Berufskrankheit Nr. 4104 (Lungenkrebserkrankung oder Kehlkopfkrebserkrankung) in Verbindung mit einer Lungen- oder Pleuraasbestose oder in Verbindung bzw. bei Vorliegen von sogenannten 25 Asbestfaserjahren;
hier:    Verstöße gegen § 200 Abs. 2 SGB VII bei einem pathologischen Zusatzgutachten von Prof. Müller, damaliger Chef des Mesotheliomregisters der Berufsgenossenschaften

Das Landssozialgericht Niedersachsen-Bremen hält dafür, daß es sich auch bei einem sogenannten pathologischen Zusatzgutachten um ein Gutachten im klassischen Sinn handelt, zumal kein „Haupt“- Gutachten in den Akten ist.

Da der Versicherte von seinem Rügerecht bereits zu Lebzeiten, bereits im Widerspruchsverfahren, Gebrauch gemacht habe, dürfte sich auch die Frage, ob es sich um ein höchstpersönliches Recht handelt, das im Wege der Sonderrechtsfallnachfolge nicht geltend gemacht werden kann, hier nicht stellen.

Da sich in den Akten weitere beratungsärztliche Stellungnahmen befänden sowie das Gutachten von Prof. Wittekind, Prof. Tannapfel, seinerzeit noch Leipzig, die sich auf das Gutachten von Prof. Müller beziehen, könnten diese über die Fernwirkung des Beweisverwertungsverbotes erfaßt werden, vgl.

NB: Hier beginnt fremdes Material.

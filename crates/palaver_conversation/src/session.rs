//! Codec for the opaque session and user-storage blobs.
//!
//! The wire shape is always `{"data": <developer object>}`. The codec is
//! stateless and tolerant on input: anything absent or unparseable loads as
//! an empty object so a corrupt blob never fails the turn.

use serde_json::{Map, Value};
use tracing::warn;

/// Canonical serialization of a session that was never touched.
pub const EMPTY: &str = r#"{"data":{}}"#;

const DATA_KEY: &str = "data";

/// Deserialize a persisted blob into the developer's data object.
pub fn load(blob: Option<&str>) -> Map<String, Value> {
    let Some(blob) = blob.filter(|blob| !blob.is_empty()) else {
        return Map::new();
    };

    match serde_json::from_str::<Value>(blob) {
        Ok(value) => unwrap_envelope(value),
        Err(error) => {
            warn!(%error, "Discarding malformed session blob.");
            Map::new()
        }
    }
}

/// Deserialize the envelope when it is carried as a parameter bag rather
/// than a string field. A string under the data key is the legacy
/// double-encoded form and is parsed a second time.
pub fn load_parameters(parameters: &Map<String, Value>) -> Map<String, Value> {
    match parameters.get(DATA_KEY) {
        None => Map::new(),
        Some(Value::Object(data)) => data.clone(),
        Some(Value::String(blob)) => match serde_json::from_str::<Value>(blob) {
            Ok(Value::Object(data)) => data,
            Ok(_) | Err(_) => {
                warn!("Discarding malformed session data parameter.");
                Map::new()
            }
        },
        Some(_) => {
            warn!("Discarding session data parameter that is not an object.");
            Map::new()
        }
    }
}

/// Serialize the developer's data object into the persisted blob.
pub fn save(data: &Map<String, Value>) -> String {
    if data.is_empty() {
        return EMPTY.to_owned();
    }

    to_value(data).to_string()
}

/// The envelope as a JSON value, for carriers that persist structured
/// parameters instead of a string field.
pub fn to_value(data: &Map<String, Value>) -> Value {
    let mut envelope = Map::new();
    envelope.insert(DATA_KEY.to_owned(), Value::Object(data.clone()));
    Value::Object(envelope)
}

fn unwrap_envelope(value: Value) -> Map<String, Value> {
    match value {
        Value::Object(mut envelope) => match envelope.remove(DATA_KEY) {
            Some(Value::Object(data)) => data,
            Some(_) | None => Map::new(),
        },
        _ => {
            warn!("Discarding session blob that is not a JSON object.");
            Map::new()
        }
    }
}

#[cfg(test)]
mod tests {
    use pretty_assertions::assert_eq;
    use serde_json::json;

    use super::*;

    fn data() -> Map<String, Value> {
        json!({"count": 5, "name": "crab"})
            .as_object()
            .cloned()
            .unwrap()
    }

    #[test]
    fn round_trip() {
        let blob = save(&data());
        assert_eq!(load(Some(&blob)), data());
    }

    #[test]
    fn load_absent_is_empty() {
        assert_eq!(load(None), Map::new());
        assert_eq!(load(Some("")), Map::new());
    }

    #[test_log::test]
    fn load_malformed_is_empty() {
        assert_eq!(load(Some("not json")), Map::new());
        assert_eq!(load(Some("[1, 2]")), Map::new());
        assert_eq!(load(Some(r#"{"data": 7}"#)), Map::new());
    }

    #[test]
    fn save_untouched_is_canonical() {
        assert_eq!(save(&Map::new()), r#"{"data":{}}"#);
    }

    #[test]
    fn parameter_form_round_trips() {
        let value = to_value(&data());
        assert_eq!(value, json!({"data": {"count": 5, "name": "crab"}}));

        let Value::Object(bag) = value else {
            unreachable!()
        };
        assert_eq!(load_parameters(&bag), data());
    }

    #[test]
    fn parameter_form_accepts_double_encoded_string() {
        let bag = json!({"data": "{\"count\":5}"}).as_object().cloned().unwrap();
        assert_eq!(
            load_parameters(&bag),
            json!({"count": 5}).as_object().cloned().unwrap()
        );
    }
}
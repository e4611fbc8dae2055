//! Configuration and per-turn spine shared by both protocol adapters.

use std::sync::Arc;

use palaver_conversation::Conversation;
use tracing::warn;

use crate::{
    TurnReply,
    error::{Error, Result},
    router::Handlers,
    verify::{IdentityVerifier, Verification},
};

/// The adapter-independent half of an app: the handler table and the
/// identity settings.
#[derive(Default)]
pub(crate) struct AppCore {
    pub handlers: Handlers,
    pub verification: Option<Verification>,
    pub verifier: Option<Arc<dyn IdentityVerifier>>,
    pub client_id: Option<String>,
    pub debug: bool,
}

impl AppCore {
    /// The request-level verification short-circuit. Returns the rejection
    /// reply when the turn must not reach the router.
    pub(crate) async fn reject_unverified(&self, token: Option<&str>) -> Option<TurnReply> {
        let verification = self.verification.as_ref()?;

        let Some(verifier) = &self.verifier else {
            warn!("Verification is configured but no verifier is installed; rejecting.");
            return Some(TurnReply::rejected(verification));
        };
        let Some(token) = token else {
            warn!("Missing bearer token on a verified endpoint.");
            return Some(TurnReply::rejected(verification));
        };

        match verifier.verify(token, &verification.audience).await {
            Ok(_) => None,
            Err(error) => {
                warn!(%error, "Bearer token verification failed.");
                Some(TurnReply::rejected(verification))
            }
        }
    }

    /// Decode and attach the user's sign-in profile before dispatch, when a
    /// sign-in token is present and a verifier is configured.
    pub(crate) async fn attach_profile(&self, conv: &mut Conversation) -> Result<()> {
        let Some(token) = conv.user.profile.token.clone() else {
            return Ok(());
        };
        let (Some(verifier), Some(client_id)) = (&self.verifier, &self.client_id) else {
            return Ok(());
        };

        let claims = verifier
            .verify(&token, client_id)
            .await
            .map_err(Error::Profile)?;
        conv.user.attach_profile(claims);

        Ok(())
    }

    /// Steps 3 and 4 of the turn: profile attach, then routed dispatch.
    pub(crate) async fn run(&self, mut conv: Conversation, intent: &str) -> Result<Conversation> {
        self.attach_profile(&mut conv).await?;
        self.handlers.dispatch(conv, intent).await
    }
}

BSG-Urteil vom 05.02.2008 – B 2 U 8/07 R.

Unerheblich für ein Beweisverwertungsverbot dürfte sein, daß Prof. Müller aus Sicht der Beklagten als Spezialist gelte.

Das BSG habe in seiner Grundsatzentscheidung das Gewicht des Grundrechts auf informationelle Selbstbestimmung betont und auf Artikel 6 Abs. 1 EMRK verwiesen, Europäische Menschenrechtskonvention.

Eine enge Auslegung des § 200 Abs. 2 SGB VII sei danach methodisch unzutreffend und in der Sache nicht begründet, denn die Wahrung von Grundrechten ist im Verhältnis zum Untersuchungsgrundsatz nicht die Ausnahme.

Man muß es sich also als Versicherter oder Rechtsnachfolger nicht gefallenlassen, daß unter Verletzung des Gutachterauswahlrechts gemäß § 200 Abs. 2 SGB VII Parteigutachten der Gegenseite eingeholt werden bzw. solche Gutachten, die den Berufsgneossenschaften zuzurechnen sind.

Vorsicht also bei Einschaltung des Mesotheliomregisters der Berufsgenossenschaften, ob seinerzeit Prof. Müller, oder heute Prof. Tannapfel zuständig sind.

Die Arbeitsanamnese interssiert in den entsprechenden Gutachten des Mesotheliomregisters nicht, bzw. bleibt dort inden Gutachten ausgeklammert.

So ist das Bild in jedem Fall unvollständig.